The second day also saw me rise before the alarm went off and bolt for the racetrack. Post attendance, we assembled in the classroom, all prim and proper. The day began with instructions on how to pick out reference points. Reference points help you make friends with a corner. Once you have picked out at least three (turn point, apex, and exit), you have to ensure that you look from one to the other progressively and not flick your eyes from one to the next. Popularly known as the “lazy eyes” technique, it enables you to map out your line visually.
For the second drill, we were asked to explore the width of the road by riding on one side of the track for a lap and then on the other side for the following lap. I kept to both extremes of the track for a couple of laps, sometimes riding on the bumpy kerbs. When I resumed normal riding for the third lap, there was a noticeable difference in my perception of the track.
From there, it was a smooth transition into the “Three Step” drill, an evolution of the final drill from the previous day. We were briefed about different corners and scenarios and how to adjust our vision for each one. Once past this milestone, we were taught the skill of “Wide View”, an absolute must for both road and track riding. Target fixation and narrow vision are two of the main reasons why people crash. With a wider view, the rider gets more time to react to a situation and this results in smoother, more composed movements on the motorcycle.
Having taught us all there was to the vision aspect of motorcycle handling, it was time to head into the first machine-handling drill, the “Pick Up”. The idea behind the exercise is simple: you get maximum power to the ground when your rear wheel is upright as compared to when it is leaned over. Furthermore, it is much safer to wring the throttle when your rear tyre has a larger contact patch.

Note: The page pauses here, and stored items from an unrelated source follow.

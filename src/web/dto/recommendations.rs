use serde::Serialize;

use crate::learning::{TopicSuggestion, VideoLink};

#[derive(Debug, Serialize, utoipa::ToSchema)]
pub struct VideoRecommendations {
    pub topic: String,
    pub videos: Vec<VideoLink>,
    pub count: usize,
}

impl VideoRecommendations {
    pub fn new(topic: String, videos: Vec<VideoLink>) -> Self {
        Self {
            count: videos.len(),
            topic,
            videos,
        }
    }
}

#[derive(Debug, Serialize, utoipa::ToSchema)]
pub struct NextTopicsResponse {
    pub recommendations: Vec<TopicSuggestion>,
}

The last day of school focused on the finer techniques of machine handling. Post a quick revision of the previous days’ drills, we were introduced to “Hook Turns”. To execute the hook turn, you have to drop your elbow and head close to the handlebar and send weight forward. This helps to tighten your line through a corner. Initially, I was sceptical, for I believed I would lose the front if I put my weight on it, but when I tried it during the track session, I was pleasantly surprised that this trick worked. The next drill was about how to steer the motorcycle while entering high-speed corners. We were shown how having the arms parallel to the tank offered more leverage than grabbing the bars at an angle. A firm push on the inside bar and then relaxing both arms while opening the throttle smoothly saw me power out of corners faster than before. Code’s tip on using the outside foot-peg to exert pressure on the tank worked for me and I was more stable on the motorcycle while cornering.
The next couple of drills were fun and required a lot of focus. The “Knee to Knee” and “Hip Flick” helped me get rid of any instability I had on the motorcycle previously. For the last session of the school, we were taught how to determine good “Attack Angles”. Taking the example of the turn points drill we had done earlier that weekend, Code showed us how to approach a turn point in order to get the fastest line out of the corner. Eager to practise this new counsel, I headed out on to the track. After a couple of failed attempts, I slowed down and did the drill patiently, implementing everything they had taught me over the past three days. Soon enough, there was a noticeable difference in my riding. My coach, who usually appreciated my effort with a thumbs-up signal, overtook me and burst into a volley of air punches and under the helmet I was beaming. Soon he disappeared from view, leaving me to enjoy the last few laps. I practised and perfected everything I had learned; gaining more confidence with each corner.
For all you riders and motorcycle enthusiasts, if you want to learn and hone your riding skills safely, this is the place to be. As for me, I have moved this to the top of my list of favourite schools.